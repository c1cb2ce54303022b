//! Shared fixtures for unit tests.

use chrono::{DateTime, Local, TimeDelta, TimeZone, Utc};
use mockable::Clock;
use std::sync::{Arc, RwLock};

/// Clock pinned to an adjustable instant.
#[derive(Debug, Clone)]
pub struct FixedClock {
    now: Arc<RwLock<DateTime<Utc>>>,
}

impl FixedClock {
    pub fn at(now: DateTime<Utc>) -> Self {
        Self {
            now: Arc::new(RwLock::new(now)),
        }
    }

    pub fn advance(&self, delta: TimeDelta) {
        if let Ok(mut now) = self.now.write() {
            *now += delta;
        }
    }
}

impl Default for FixedClock {
    fn default() -> Self {
        Self::at(reference_instant())
    }
}

impl Clock for FixedClock {
    fn local(&self) -> DateTime<Local> {
        self.utc().with_timezone(&Local)
    }

    fn utc(&self) -> DateTime<Utc> {
        self.now.read().map_or_else(|_| reference_instant(), |now| *now)
    }
}

/// 2026-03-02 10:00:00 UTC, a Monday morning.
pub fn reference_instant() -> DateTime<Utc> {
    Utc.with_ymd_and_hms(2026, 3, 2, 10, 0, 0)
        .single()
        .unwrap_or_default()
}
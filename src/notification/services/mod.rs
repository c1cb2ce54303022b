//! Notification services.

mod assignment;
mod calendar;
mod dispatch;
mod reminders;

pub use assignment::{AssignmentEmailError, AssignmentNotifier};
pub use calendar::CalendarEventService;
pub use dispatch::{NotificationDispatcher, NotificationFailures};
pub use reminders::{DEFAULT_LEASE, ReminderDispatchError, ReminderDispatcher, ReminderSummary};
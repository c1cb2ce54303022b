//! When steps for task move BDD scenarios.

use super::world::{TaskMoveWorld, run_async};
use rstest_bdd_macros::when;

#[when(r#"the task is moved to "{column}" at position {index:u64}"#)]
fn move_task(world: &mut TaskMoveWorld, column: String, index: u64) -> Result<(), eyre::Report> {
    let task_id = world.task()?.id();
    let column_id = world.column(&column)?;
    let position = usize::try_from(index)?;

    let result = run_async(
        world
            .service
            .move_task(task_id, column_id, position, Some(&world.actor)),
    );
    if let Ok(Some(updated)) = result.as_ref().map(|outcome| outcome.task()) {
        world.current_task = Some(updated.clone());
    }
    world.last_move = Some(result);
    Ok(())
}
//! Service configuration loaded from `TASKBOARD_*` environment variables.
//!
//! Nested sections use a double underscore, so `TASKBOARD_MAIL__SMTP_HOST`
//! sets [`MailSettings::smtp_host`]. The calendar section is optional; when
//! it is absent calendar events are not created.

use chrono::TimeDelta;
use serde::Deserialize;
use std::time::Duration;
use thiserror::Error;

/// Prefix of every configuration environment variable.
pub const ENV_PREFIX: &str = "TASKBOARD";

/// Errors raised while loading configuration.
#[derive(Debug, Error)]
pub enum ConfigLoadError {
    /// A source could not be read or a value had the wrong shape.
    #[error("invalid configuration: {0}")]
    Invalid(#[from] config::ConfigError),
}

/// Top-level service configuration.
#[derive(Debug, Clone, Deserialize)]
pub struct Config {
    /// `PostgreSQL` connection string.
    pub database_url: String,
    /// HTTP listen port.
    #[serde(default = "default_port")]
    pub port: u16,
    /// Shared HS256 secret used to verify bearer tokens.
    pub jwt_secret: String,
    /// Secret expected in the `x-cron-secret` header of the reminder
    /// endpoint. The endpoint is open when unset.
    #[serde(default)]
    pub cron_secret: Option<String>,
    /// Outbound mail settings.
    #[serde(default)]
    pub mail: MailSettings,
    /// Calendar provider settings.
    #[serde(default)]
    pub calendar: Option<CalendarSettings>,
    /// Reminder dispatcher settings.
    #[serde(default)]
    pub reminders: ReminderSettings,
}

impl Config {
    /// Loads configuration from the process environment.
    ///
    /// # Errors
    ///
    /// Returns [`ConfigLoadError`] when a required value is missing or
    /// malformed.
    pub fn from_env() -> Result<Self, ConfigLoadError> {
        let settings = config::Config::builder()
            .add_source(
                config::Environment::with_prefix(ENV_PREFIX)
                    .prefix_separator("_")
                    .separator("__"),
            )
            .build()?;
        Self::from_settings(settings)
    }

    /// Deserializes configuration from an already built source stack.
    ///
    /// # Errors
    ///
    /// Returns [`ConfigLoadError`] when a required value is missing or
    /// malformed.
    pub fn from_settings(settings: config::Config) -> Result<Self, ConfigLoadError> {
        Ok(settings.try_deserialize()?)
    }
}

const fn default_port() -> u16 {
    8080
}

/// SMTP settings for outbound email.
#[derive(Debug, Clone, Deserialize)]
#[serde(default)]
pub struct MailSettings {
    /// SMTP relay host.
    pub smtp_host: String,
    /// SMTP submission port.
    pub smtp_port: u16,
    /// SMTP user name; also the sender address.
    pub username: String,
    /// SMTP password.
    pub password: String,
    /// Display name of the sender.
    pub from_name: String,
}

impl Default for MailSettings {
    fn default() -> Self {
        Self {
            smtp_host: "smtp.gmail.com".to_owned(),
            smtp_port: 587,
            username: String::new(),
            password: String::new(),
            from_name: "Taskboard".to_owned(),
        }
    }
}

/// Client-credential settings for the calendar provider.
#[derive(Debug, Clone, Deserialize)]
pub struct CalendarSettings {
    /// Directory tenant identifier.
    pub tenant_id: String,
    /// Application (client) identifier.
    pub client_id: String,
    /// Application secret.
    pub client_secret: String,
    /// Token authority base URL.
    #[serde(default = "default_authority_url")]
    pub authority_url: String,
    /// Calendar API base URL.
    #[serde(default = "default_graph_url")]
    pub graph_url: String,
    /// Outbound request timeout in seconds.
    #[serde(default = "default_timeout_secs")]
    pub timeout_secs: u64,
}

impl CalendarSettings {
    /// Returns the outbound request timeout.
    #[must_use]
    pub const fn timeout(&self) -> Duration {
        Duration::from_secs(self.timeout_secs)
    }
}

fn default_authority_url() -> String {
    "https://login.microsoftonline.com".to_owned()
}

fn default_graph_url() -> String {
    "https://graph.microsoft.com/v1.0".to_owned()
}

const fn default_timeout_secs() -> u64 {
    30
}

/// Reminder dispatcher and local trigger settings.
#[derive(Debug, Clone, Deserialize)]
#[serde(default)]
pub struct ReminderSettings {
    /// How long a claimed reminder is held before another pass may retry it.
    pub lease_secs: u32,
    /// Period of the local trigger binary.
    pub cron_interval_secs: u64,
    /// URL the local trigger calls.
    pub cron_target_url: String,
    /// Request timeout of the local trigger in seconds.
    pub cron_timeout_secs: u64,
}

impl ReminderSettings {
    /// Returns the claim lease.
    #[must_use]
    pub fn lease(&self) -> TimeDelta {
        TimeDelta::seconds(i64::from(self.lease_secs))
    }

    /// Returns the local trigger period.
    #[must_use]
    pub const fn cron_interval(&self) -> Duration {
        Duration::from_secs(self.cron_interval_secs)
    }

    /// Returns the local trigger's request timeout.
    #[must_use]
    pub const fn cron_timeout(&self) -> Duration {
        Duration::from_secs(self.cron_timeout_secs)
    }
}

impl Default for ReminderSettings {
    fn default() -> Self {
        Self {
            lease_secs: 300,
            cron_interval_secs: 60,
            cron_target_url: "http://localhost:8080/api/cron/send-reminders".to_owned(),
            cron_timeout_secs: 30,
        }
    }
}
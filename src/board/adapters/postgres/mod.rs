//! `PostgreSQL` adapters for board persistence.

mod models;
mod repository;
mod schema;

pub use repository::PostgresBoardRepository;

ACTIVITY> In the entries above, how many lines hold the word "DateTime"? State the number and nothing else.

EXERCISE SOLUTION> 6